2019    Díaz, Socorro

Muro de ira y humo : el presente de la relación México-Estados Unidos / por Socorro Díaz. Primera edición. — Ciudad de México:
Siglo XXI Editores, 2019

165 p. – (Sociología y política)

e-ISBN: 978-607-03-1014-0

1. México – Relaciones – Estados Unidos – Siglo XXI. 2. Estados Unidos – Relaciones – México – Siglo XXI. 3. Libre comercio – América del Norte 4. Frontera México-Estados Unidos. I. t. II. ser

primera edición, 2019

© siglo xxi editores, s.a. de c.v.
e- isbn 978-607-03-1014-0

derechos reservados conforme a la ley

Hay una fuerza motriz más poderosa que el
vapor, la electricidad y la energía atómica:

la voluntad.
ALBERT EINSTEIN

A veces, el silencio es la peor mentira.
MIGUEL DE UNAMUNO

DE LA INQUIETUD
AL CONFLICTO OBSESIVO

Ocurrió hace decenios. Fue la conversación entre dos integrantes de la Comisión sobre el Futuro de las Relaciones entre México y Estados Unidos. La reunión formal celebrada en San Diego, California, había concluido por la tarde. Robert S. McNamara, el brillante académico al que el destino hizo protagonista en la infame guerra de intervención en Vietnam, estaba solo, bebiendo algo en una mesa del bar ubicado frente al océano Pacífico.
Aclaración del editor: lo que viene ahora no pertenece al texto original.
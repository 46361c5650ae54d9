//! PostgreSQL persistence.
//!
//! One `PgStore` implements every storage seam (ledger, OTP challenges,
//! pending transfers, audit log) over a shared connection pool.

pub mod audit;
pub mod ledger;
pub mod otp;
pub mod pending;
pub mod schema;

use sqlx::PgPool;
use sqlx::postgres::PgPoolOptions;
use std::time::Duration;
use tracing::info;

pub use schema::ensure_schema;

/// Connection pool wrapper.
#[derive(Clone)]
pub struct Database {
    pool: PgPool,
}

impl Database {
    pub async fn connect(database_url: &str) -> Result<Self, sqlx::Error> {
        let pool = PgPoolOptions::new()
            .max_connections(10)
            .acquire_timeout(Duration::from_secs(5))
            .connect(database_url)
            .await?;
        info!("Connected to PostgreSQL");
        Ok(Self { pool })
    }

    pub fn pool(&self) -> &PgPool {
        &self.pool
    }

    pub async fn health_check(&self) -> Result<(), sqlx::Error> {
        sqlx::query("SELECT 1").execute(&self.pool).await?;
        Ok(())
    }
}

/// Storage backend over PostgreSQL. Implements [`crate::ledger::LedgerStore`],
/// [`crate::otp::OtpStore`], [`crate::flow::PendingStore`] and
/// [`crate::audit::AuditLog`].
#[derive(Clone)]
pub struct PgStore {
    pool: PgPool,
}

impl PgStore {
    pub fn new(pool: PgPool) -> Self {
        Self { pool }
    }
}
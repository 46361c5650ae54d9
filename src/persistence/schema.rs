//! PostgreSQL schema bootstrap.

use sqlx::PgPool;

/// Create the ledger tables if they do not exist. Idempotent; safe to run at
/// every startup.
pub async fn ensure_schema(pool: &PgPool) -> Result<(), sqlx::Error> {
    sqlx::query(
        r#"
        CREATE TABLE IF NOT EXISTS wallets_tb (
            id                   BIGSERIAL PRIMARY KEY,
            user_id              BIGINT NOT NULL UNIQUE,
            address              TEXT NOT NULL UNIQUE,
            balance              NUMERIC(20,2) NOT NULL DEFAULT 0 CHECK (balance >= 0),
            active               BOOLEAN NOT NULL DEFAULT TRUE,
            daily_transfer_limit NUMERIC(20,2) NOT NULL,
            created_at           TIMESTAMPTZ NOT NULL DEFAULT NOW(),
            updated_at           TIMESTAMPTZ NOT NULL DEFAULT NOW()
        )
        "#,
    )
    .execute(pool)
    .await?;

    sqlx::query(
        r#"
        CREATE TABLE IF NOT EXISTS ledger_entries_tb (
            id            BIGSERIAL PRIMARY KEY,
            account_id    BIGINT NOT NULL REFERENCES wallets_tb(id),
            kind          SMALLINT NOT NULL,
            amount        NUMERIC(20,2) NOT NULL CHECK (amount > 0),
            balance_after NUMERIC(20,2) NOT NULL,
            counterparty  BIGINT,
            description   TEXT,
            reference_id  TEXT,
            status        SMALLINT NOT NULL,
            created_at    TIMESTAMPTZ NOT NULL DEFAULT NOW()
        )
        "#,
    )
    .execute(pool)
    .await?;

    // The idempotency guard: at most one entry per (reference, kind).
    sqlx::query(
        r#"
        CREATE UNIQUE INDEX IF NOT EXISTS ledger_entries_reference_kind_uidx
        ON ledger_entries_tb (reference_id, kind)
        WHERE reference_id IS NOT NULL
        "#,
    )
    .execute(pool)
    .await?;

    sqlx::query(
        r#"
        CREATE INDEX IF NOT EXISTS ledger_entries_account_idx
        ON ledger_entries_tb (account_id, id DESC)
        "#,
    )
    .execute(pool)
    .await?;

    sqlx::query(
        r#"
        CREATE TABLE IF NOT EXISTS transfer_otps_tb (
            id                TEXT PRIMARY KEY,
            user_id           BIGINT NOT NULL,
            code              TEXT NOT NULL,
            recipient_address TEXT NOT NULL,
            amount            NUMERIC(20,2) NOT NULL,
            purpose           TEXT,
            attempts          SMALLINT NOT NULL DEFAULT 0,
            expires_at        TIMESTAMPTZ NOT NULL,
            used_at           TIMESTAMPTZ,
            created_at        TIMESTAMPTZ NOT NULL DEFAULT NOW()
        )
        "#,
    )
    .execute(pool)
    .await?;

    sqlx::query(
        r#"
        CREATE TABLE IF NOT EXISTS pending_transfers_tb (
            id                TEXT PRIMARY KEY,
            sender_account    BIGINT NOT NULL REFERENCES wallets_tb(id),
            sender_user       BIGINT NOT NULL,
            recipient_account BIGINT NOT NULL REFERENCES wallets_tb(id),
            recipient_user    BIGINT NOT NULL,
            amount            NUMERIC(20,2) NOT NULL,
            purpose           TEXT,
            state             SMALLINT NOT NULL DEFAULT 0,
            created_at        TIMESTAMPTZ NOT NULL DEFAULT NOW(),
            expires_at        TIMESTAMPTZ NOT NULL,
            accepted_at       TIMESTAMPTZ,
            cancelled_at      TIMESTAMPTZ
        )
        "#,
    )
    .execute(pool)
    .await?;

    sqlx::query(
        r#"
        CREATE INDEX IF NOT EXISTS pending_transfers_recipient_idx
        ON pending_transfers_tb (recipient_user, created_at DESC)
        "#,
    )
    .execute(pool)
    .await?;

    sqlx::query(
        r#"
        CREATE INDEX IF NOT EXISTS pending_transfers_sender_idx
        ON pending_transfers_tb (sender_user, created_at DESC)
        "#,
    )
    .execute(pool)
    .await?;

    sqlx::query(
        r#"
        CREATE TABLE IF NOT EXISTS audit_log_tb (
            id         BIGSERIAL PRIMARY KEY,
            actor_user BIGINT NOT NULL,
            action     TEXT NOT NULL,
            target     TEXT NOT NULL,
            detail     JSONB NOT NULL,
            created_at TIMESTAMPTZ NOT NULL DEFAULT NOW()
        )
        "#,
    )
    .execute(pool)
    .await?;

    Ok(())
}
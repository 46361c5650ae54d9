//! OTP Challenge Manager
//!
//! A transfer never commits without the sender proving control of their email
//! inbox. This module issues short-lived 6-digit challenges bound to one
//! proposed transfer, and validates/consumes them exactly once.
//!
//! # Safety Invariants
//!
//! 1. Single-use: a consumed challenge never validates again (replay fails
//!    with `AlreadyUsed` even with the correct code).
//! 2. Attempt ceiling: after 3 code mismatches the challenge is permanently
//!    unusable, correct code or not.
//! 3. Strict expiry: an expired challenge rejects a correct code.
//! 4. The attempt-increment-then-check sequence is atomic per challenge row.

pub mod challenge;
pub mod error;
pub mod manager;
pub mod store;

pub use challenge::{OtpChallenge, OtpPayload, generate_code};
pub use error::OtpError;
pub use manager::OtpManager;
pub use store::{MemoryOtpStore, OtpStore};
//! Administrative audit log.
//!
//! Every administrative mutation (balance adjustment, account freeze) appends
//! one record here. Administrative changes bypass user consent, so the audit
//! record is a correctness requirement of the operation, not telemetry.

use async_trait::async_trait;
use chrono::{DateTime, Utc};
use serde::{Deserialize, Serialize};
use std::sync::Mutex;
use std::sync::atomic::{AtomicU64, Ordering};

use crate::core_types::UserId;

/// One append-only audit record.
#[derive(Debug, Clone, Serialize, Deserialize)]
pub struct AuditRecord {
    pub id: u64,
    /// Acting administrator.
    pub actor_user: UserId,
    /// Machine-readable action name, e.g. `balance_adjustment`.
    pub action: String,
    /// What was acted on, e.g. `wallet:42`.
    pub target: String,
    /// Structured action detail.
    pub detail: serde_json::Value,
    pub created_at: DateTime<Utc>,
}

#[async_trait]
pub trait AuditLog: Send + Sync {
    async fn append(
        &self,
        actor_user: UserId,
        action: &str,
        target: &str,
        detail: serde_json::Value,
    ) -> anyhow::Result<()>;

    /// Most recent records first.
    async fn recent(&self, limit: usize) -> anyhow::Result<Vec<AuditRecord>>;
}

/// In-memory audit log for dev/test mode.
#[derive(Default)]
pub struct MemoryAuditLog {
    records: Mutex<Vec<AuditRecord>>,
    next_id: AtomicU64,
}

impl MemoryAuditLog {
    pub fn new() -> Self {
        Self::default()
    }
}

#[async_trait]
impl AuditLog for MemoryAuditLog {
    async fn append(
        &self,
        actor_user: UserId,
        action: &str,
        target: &str,
        detail: serde_json::Value,
    ) -> anyhow::Result<()> {
        let record = AuditRecord {
            id: self.next_id.fetch_add(1, Ordering::SeqCst) + 1,
            actor_user,
            action: action.to_string(),
            target: target.to_string(),
            detail,
            created_at: Utc::now(),
        };
        self.records.lock().unwrap().push(record);
        Ok(())
    }

    async fn recent(&self, limit: usize) -> anyhow::Result<Vec<AuditRecord>> {
        let records = self.records.lock().unwrap();
        Ok(records.iter().rev().take(limit).cloned().collect())
    }
}

#[cfg(test)]
mod tests {
    use super::*;
    use serde_json::json;

    #[tokio::test]
    async fn test_append_and_recent() {
        let log = MemoryAuditLog::new();
        log.append(1, "balance_adjustment", "wallet:42", json!({"amount": "5.00"}))
            .await
            .unwrap();
        log.append(1, "account_freeze", "wallet:42", json!({"active": false}))
            .await
            .unwrap();

        let recent = log.recent(10).await.unwrap();
        assert_eq!(recent.len(), 2);
        // Newest first
        assert_eq!(recent[0].action, "account_freeze");
        assert_eq!(recent[1].action, "balance_adjustment");
        assert!(recent[1].id < recent[0].id);
    }
}
//! HTTP gateway.
//!
//! Routes, shared state and the serving loop. Authentication happens at the
//! edge proxy; the gateway reads the injected identity headers.

pub mod handlers;
pub mod identity;
pub mod state;
pub mod types;

use std::sync::Arc;
use std::time::{SystemTime, UNIX_EPOCH};

use axum::{
    Router,
    extract::State,
    routing::{get, post},
};
use serde::Serialize;
use tokio::net::TcpListener;
use tracing::info;

pub use state::AppState;
use types::{ApiResult, ok};

#[derive(Debug, Serialize)]
pub struct HealthData {
    pub timestamp_ms: u64,
}

/// GET /api/v1/health
async fn health_check(State(_state): State<Arc<AppState>>) -> ApiResult<HealthData> {
    let timestamp_ms = SystemTime::now()
        .duration_since(UNIX_EPOCH)
        .map(|d| d.as_millis() as u64)
        .unwrap_or(0);
    ok(HealthData { timestamp_ms })
}

pub fn build_router(state: Arc<AppState>) -> Router {
    Router::new()
        .route("/api/v1/health", get(health_check))
        .route("/api/v1/wallet", post(handlers::open_wallet).get(handlers::get_wallet))
        .route("/api/v1/wallet/history", get(handlers::wallet_history))
        .route("/api/v1/transfer/initiate", post(handlers::initiate_transfer))
        .route("/api/v1/transfer/verify", post(handlers::verify_transfer))
        .route("/api/v1/transfer/commit", post(handlers::commit_transfer))
        .route(
            "/api/v1/transfer/pending/{id}/accept",
            post(handlers::accept_pending),
        )
        .route(
            "/api/v1/transfer/pending/{id}/cancel",
            post(handlers::cancel_pending),
        )
        .route("/api/v1/transfer/incoming", get(handlers::list_incoming))
        .route("/api/v1/transfer/outgoing", get(handlers::list_outgoing))
        .route("/api/v1/admin/earning", post(handlers::credit_earning))
        .route("/api/v1/admin/adjust", post(handlers::admin_adjust))
        .route(
            "/api/v1/admin/account/{id}/active",
            post(handlers::admin_set_active),
        )
        .route(
            "/api/v1/admin/account/{id}/limit",
            post(handlers::admin_set_limit),
        )
        .with_state(state)
}

/// Bind and serve until shutdown.
pub async fn serve(state: Arc<AppState>, host: &str, port: u16) -> anyhow::Result<()> {
    let addr = format!("{}:{}", host, port);
    let listener = TcpListener::bind(&addr).await?;
    info!("Gateway listening on {}", addr);
    axum::serve(listener, build_router(state)).await?;
    Ok(())
}
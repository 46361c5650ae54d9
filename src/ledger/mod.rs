//! Ledger Store
//!
//! Durable account/entry state plus the atomic transfer primitive everything
//! else builds on.
//!
//! # Safety Invariants
//!
//! 1. **Atomic check-and-mutate**: balance preconditions are evaluated inside
//!    the same critical section (row lock / DB transaction) that applies the
//!    mutation. No read-then-write across round trips.
//! 2. **Ordered locking**: two-account operations lock the lower account id
//!    first, at every call site.
//! 3. **Idempotency**: `execute_transfer` retried with the same reference id
//!    returns the recorded receipt instead of double-applying.
//! 4. **Append-only entries**: ledger entries are never updated or deleted.

pub mod account;
pub mod entry;
pub mod error;
pub mod memory;
pub mod store;

pub use account::{ADDRESS_PREFIX, Account, generate_address};
pub use entry::{EntryKind, EntryStatus, LedgerEntry};
pub use error::LedgerError;
pub use memory::MemoryLedger;
pub use store::{BalanceUpdate, LedgerStore, TransferExecution, TransferReceipt};
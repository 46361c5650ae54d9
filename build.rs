use std::process::Command;

fn main() {
    // Short commit hash baked into the startup log line; "unknown" outside a
    // git checkout (e.g. a source tarball build).
    let git_hash = Command::new("git")
        .args(["rev-parse", "--short", "HEAD"])
        .output()
        .ok()
        .filter(|o| o.status.success())
        .map(|o| String::from_utf8_lossy(&o.stdout).trim().to_string())
        .unwrap_or_else(|| "unknown".to_string());

    println!("cargo:rustc-env=GIT_HASH={git_hash}");
    println!("cargo:rerun-if-changed=.git/HEAD");
}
—¿Por qué estás tan pensativo, Bob? —fue la pregunta, a modo de saludo.

—Por lo que esta mañana dijo Henry —se refería a Henry Cisneros, entonces alcalde demócrata de San Antonio, Texas, de origen mexicano.

—¿Qué en particular?

—Comentó que en San Antonio, en las zonas donde habitan los mexicanos que entran a territorio estadunidense sin documentos, parecen sentir que el territorio les pertenece.

—No te preocupes de más, en tiempos de campaña los políticos decimos muchas cosas…

—Creo que no quieres entrar al fondo de una realidad muy seria y compleja. Los mexicanos, como los chinos, forman una nación cultural. Siguen siendo leales al territorio en el que nacieron y en el que formaron su identidad, pensamiento, creencias, hábitos, formas de ver el mundo, medios para luchar por su vida. La diferencia radica en que China está a miles de millas de aquí y los mexicanos pueden llegar a su tierra caminando. A nuestros territorios los separan unos metros…

La conversación fue interrumpida con la llegada jovial y amistosa de Adolfo Aguilar Zínzer, participante en ese encuentro de la comisión de la que McNamara y la autora de estas líneas fueron integrantes y que concluyó con la publicación formal de un informe hecho libro.1

—Y ustedes ¿qué platican tan serios?

—Pues aquí Bob tiene una tesis que lo inquieta —y se le refirió lo antes escrito.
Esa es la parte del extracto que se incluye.